Interpreting model output as state-changing instructions
When we call an LLM, we treat its response as a description of what should happen next, not as conversational text. That description usually implies a change to state: selecting an action, updating a value, or recording a result.
A common pattern is to ask the model to respond using a simple, structured format that signals intent clearly.
model_output = {
"action": "generate_page",
"target": "mars.html"
}
At this point, the model is not changing state by itself. It is proposing a state change that our program can interpret.
Mapping model decisions to concrete state updates
Once we have interpreted the model’s intent, we translate it into explicit updates to our agent’s state. This keeps the boundary between reasoning and execution clear.
agent_state["last_action"] = model_output["action"]
agent_state["current_target"] = model_output["target"]

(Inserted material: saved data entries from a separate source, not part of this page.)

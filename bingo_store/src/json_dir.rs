use std::ffi::OsStr;
use std::fs::{self, File};
use std::io::{BufWriter, ErrorKind, Write};
use std::path::{Path, PathBuf};

use bingo::{Board, BoardDocument, BoardId, Username};
use tracing::{debug, trace, warn};

use crate::gateway::{prepare_for_save, sort_newest_first, sort_oldest_first};
use crate::{BoardGateway, PersistenceError};

/// Stores every board as a JSON document named `<id>.json` in one directory.
///
/// The documents have the same shape as in the remote document store, see
/// [`BoardDocument`].
#[derive(Clone, Debug)]
pub struct JsonDirGateway {
    directory: PathBuf,
}

impl JsonDirGateway {
    /// Uses the given directory, creating it if needed.
    pub fn open(directory: PathBuf) -> Result<Self, PersistenceError> {
        fs::create_dir_all(&directory)?;
        Ok(Self { directory })
    }

    pub fn directory(&self) -> &Path {
        &self.directory
    }

    fn path_for(&self, id: &BoardId) -> Result<PathBuf, PersistenceError> {
        if !id.is_plain() {
            return Err(PersistenceError::InvalidId(id.clone()));
        }
        Ok(self.directory.join(format!("{}.json", id)))
    }

    fn read_board(&self, id: &BoardId) -> Result<Board, PersistenceError> {
        let path = self.path_for(id)?;
        let contents = match fs::read_to_string(&path) {
            Ok(contents) => contents,
            Err(err) if err.kind() == ErrorKind::NotFound => {
                return Err(PersistenceError::NotFound(id.clone()))
            }
            Err(err) => return Err(err.into()),
        };
        trace!(board = %id, document = %contents, "Read board document");
        let doc: BoardDocument =
            serde_json::from_str(&contents).map_err(|source| PersistenceError::Decode {
                id: id.clone(),
                source,
            })?;
        let mut board = Board::try_from(doc).map_err(|source| PersistenceError::Malformed {
            id: id.clone(),
            source,
        })?;
        board.id = Some(id.clone());
        Ok(board)
    }

    /// Reads every board in the directory.
    ///
    /// Documents that cannot be turned into a board are logged and left out,
    /// so that one bad file does not hide all the others.
    fn read_all(&self) -> Result<Vec<Board>, PersistenceError> {
        let mut boards = Vec::new();
        for entry in fs::read_dir(&self.directory)? {
            let path = entry?.path();
            if path.extension() != Some(OsStr::new("json")) {
                continue;
            }
            let Some(id) = path.file_stem().and_then(OsStr::to_str).map(BoardId::from) else {
                continue;
            };
            if !id.is_plain() {
                warn!(path = %path.display(), "Skipping file that is not named after a board id");
                continue;
            }
            match self.read_board(&id) {
                Ok(board) => boards.push(board),
                Err(err @ (PersistenceError::Decode { .. } | PersistenceError::Malformed { .. })) => {
                    let cause = std::error::Error::source(&err);
                    warn!(board = %id, error = %err, ?cause, "Skipping unreadable board");
                }
                // Deleted since the directory was listed
                Err(PersistenceError::NotFound(_)) => {}
                Err(err) => return Err(err),
            }
        }
        debug!(count = boards.len(), directory = %self.directory.display(), "Read boards");
        Ok(boards)
    }
}

fn write_document(path: &Path, board: &Board) -> Result<(), PersistenceError> {
    let mut writer = BufWriter::new(File::create(path)?);
    serde_json::to_writer_pretty(&mut writer, &BoardDocument::from(board))
        .map_err(PersistenceError::Encode)?;
    writer.flush()?;
    Ok(())
}

impl BoardGateway for JsonDirGateway {
    fn load_boards_for_owner(&self, owner: &Username) -> Result<Vec<Board>, PersistenceError> {
        let mut boards = self.read_all()?;
        boards.retain(|board| board.owner.as_ref() == Some(owner));
        sort_oldest_first(&mut boards);
        Ok(boards)
    }

    fn load_board(&self, id: &BoardId) -> Result<Board, PersistenceError> {
        self.read_board(id)
    }

    fn load_public_boards(&self, limit: usize) -> Result<Vec<Board>, PersistenceError> {
        let mut boards = self.read_all()?;
        boards.retain(|board| board.is_public);
        sort_newest_first(&mut boards);
        boards.truncate(limit);
        Ok(boards)
    }

    fn save_board(&mut self, board: &Board) -> Result<Board, PersistenceError> {
        let (id, stored) = prepare_for_save(board);
        let path = self.path_for(&id)?;
        // Write next to the target first, so a failed write never leaves half a document
        let tmp_path = path.with_extension("json.tmp");
        let written = write_document(&tmp_path, &stored)
            .and_then(|()| fs::rename(&tmp_path, &path).map_err(PersistenceError::from));
        if let Err(err) = written {
            if let Err(remove_err) = fs::remove_file(&tmp_path) {
                if remove_err.kind() != ErrorKind::NotFound {
                    warn!(path = %tmp_path.display(), error = %remove_err, "Could not remove temporary file");
                }
            }
            return Err(err);
        }
        debug!(board = %id, path = %path.display(), "Saved board");
        Ok(stored)
    }
}

#[cfg(test)]
mod tests {
    use bingo::MalformedBoardData;

    use super::*;
    use crate::PUBLIC_BOARDS_LIMIT;

    fn user(name: &str) -> Username {
        Username::new(name).unwrap()
    }

    #[test]
    fn saved_board_can_be_loaded() {
        let dir = tempfile::tempdir().unwrap();
        let mut gateway = JsonDirGateway::open(dir.path().to_path_buf()).unwrap();

        let mut board = Board::new("Concert", Some(user("carol")));
        board.set_cell_title(4, 0, "Encore");
        board.toggle_mark(4, 0);
        let saved = gateway.save_board(&board).unwrap();
        let id = saved.id.clone().unwrap();

        assert!(dir.path().join(format!("{}.json", id)).is_file());
        assert_eq!(gateway.load_board(&id).unwrap(), saved);
        assert_eq!(gateway.load_boards_for_owner(&user("carol")).unwrap(), vec![saved]);
        assert!(gateway.load_boards_for_owner(&user("dave")).unwrap().is_empty());
    }

    #[test]
    fn missing_directory_is_created() {
        let dir = tempfile::tempdir().unwrap();
        let nested = dir.path().join("a").join("b");
        let gateway = JsonDirGateway::open(nested.clone()).unwrap();
        assert!(nested.is_dir());
        assert!(gateway.load_public_boards(10).unwrap().is_empty());
    }

    #[test]
    fn corrupt_documents_are_reported() {
        let dir = tempfile::tempdir().unwrap();
        let gateway = JsonDirGateway::open(dir.path().to_path_buf()).unwrap();

        fs::write(dir.path().join("broken.json"), "{ not json").unwrap();
        assert!(matches!(
            gateway.load_board(&BoardId::from("broken")),
            Err(PersistenceError::Decode { .. })
        ));

        fs::write(dir.path().join("short.json"), r#"{ "title": "x", "cells": [] }"#).unwrap();
        match gateway.load_board(&BoardId::from("short")) {
            Err(PersistenceError::Malformed { id, source }) => {
                assert_eq!(id.as_str(), "short");
                assert_eq!(source, MalformedBoardData::WrongRowCount { found: 0 });
            }
            other => panic!("Expected a malformed board, got {:?}", other),
        }
    }

    #[test]
    fn ids_cannot_escape_the_directory() {
        let dir = tempfile::tempdir().unwrap();
        let gateway = JsonDirGateway::open(dir.path().to_path_buf()).unwrap();
        assert!(matches!(
            gateway.load_board(&BoardId::from("../secret")),
            Err(PersistenceError::InvalidId(_))
        ));
        assert!(matches!(
            gateway.load_board(&BoardId::from("nothing")),
            Err(PersistenceError::NotFound(_))
        ));
    }

    #[test]
    fn other_files_are_ignored() {
        let dir = tempfile::tempdir().unwrap();
        let mut gateway = JsonDirGateway::open(dir.path().to_path_buf()).unwrap();
        fs::write(dir.path().join("notes.txt"), "hello").unwrap();
        let mut board = Board::new("Shared", Some(user("erin")));
        board.is_public = true;
        gateway.save_board(&board).unwrap();
        assert_eq!(gateway.load_public_boards(50).unwrap().len(), 1);
    }

    #[test]
    fn unreadable_documents_do_not_hide_the_others() {
        let dir = tempfile::tempdir().unwrap();
        let mut gateway = JsonDirGateway::open(dir.path().to_path_buf()).unwrap();
        let mut board = Board::new("Lunch", Some(user("alice")));
        board.is_public = true;
        let saved = gateway.save_board(&board).unwrap();

        fs::write(dir.path().join("bobsboard.json"), r#"{ "title": "x", "cells": [] }"#).unwrap();
        fs::write(dir.path().join("garbage.json"), "[1, 2").unwrap();
        fs::write(dir.path().join("my notes.json"), "{}").unwrap();

        assert_eq!(gateway.load_boards_for_owner(&user("alice")).unwrap(), vec![saved.clone()]);
        assert_eq!(gateway.load_public_boards(PUBLIC_BOARDS_LIMIT).unwrap(), vec![saved]);
        assert!(matches!(
            gateway.load_board(&BoardId::from("bobsboard")),
            Err(PersistenceError::Malformed { .. })
        ));
    }

    #[test]
    fn failed_save_leaves_no_temporary_file() {
        let dir = tempfile::tempdir().unwrap();
        let mut gateway = JsonDirGateway::open(dir.path().to_path_buf()).unwrap();
        // A directory in the way makes the final rename fail
        let blocker = dir.path().join("blocked.json");
        fs::create_dir(&blocker).unwrap();
        fs::write(blocker.join("keep"), "").unwrap();

        let mut board = Board::new("Blocked", Some(user("alice")));
        board.id = Some(BoardId::from("blocked"));
        assert!(matches!(gateway.save_board(&board), Err(PersistenceError::Io(_))));
        assert!(!dir.path().join("blocked.json.tmp").exists());
        assert!(blocker.is_dir());
    }
}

The important idea is that the model never mutates state directly. The program decides how a model’s output maps onto real variables and data structures.
Validating state changes before applying them
Before applying any update, we check that the proposed change makes sense in the current context. This protects the agent from drifting into an invalid or inconsistent state.
allowed_actions = {"generate_page", "skip_page"}
if model_output["action"] in allowed_actions:
agent_state["last_action"] = model_output["action"]
Validation keeps control in the program, not in the model. The LLM suggests. The code decides.
Recording outcomes of LLM-driven actions
After an LLM-driven action is carried out, we record what actually happened. This gives the agent a reliable history of outcomes, not just intentions.
agent_state["completed_pages"].append("mars.html")
This recorded outcome can later be supplied back to the model as context, grounding future decisions in what has already been done.
Keeping agent state consistent over time
As an agent runs over many iterations, state updates must accumulate without contradiction. Each update should move the agent forward, not rewrite or obscure what came before.
This means using clear, well-named state fields and updating them deliberately, one decision at a time. Consistency comes from discipline, not from model intelligence.
Conclusion
By interpreting model output as instructions, mapping those instructions to explicit state updates, validating changes, and recording outcomes, we turn LLM reasoning into durable agent behavior. At this point, the agent is no longer just calling a model. It is maintaining a coherent internal state that evolves reliably over time.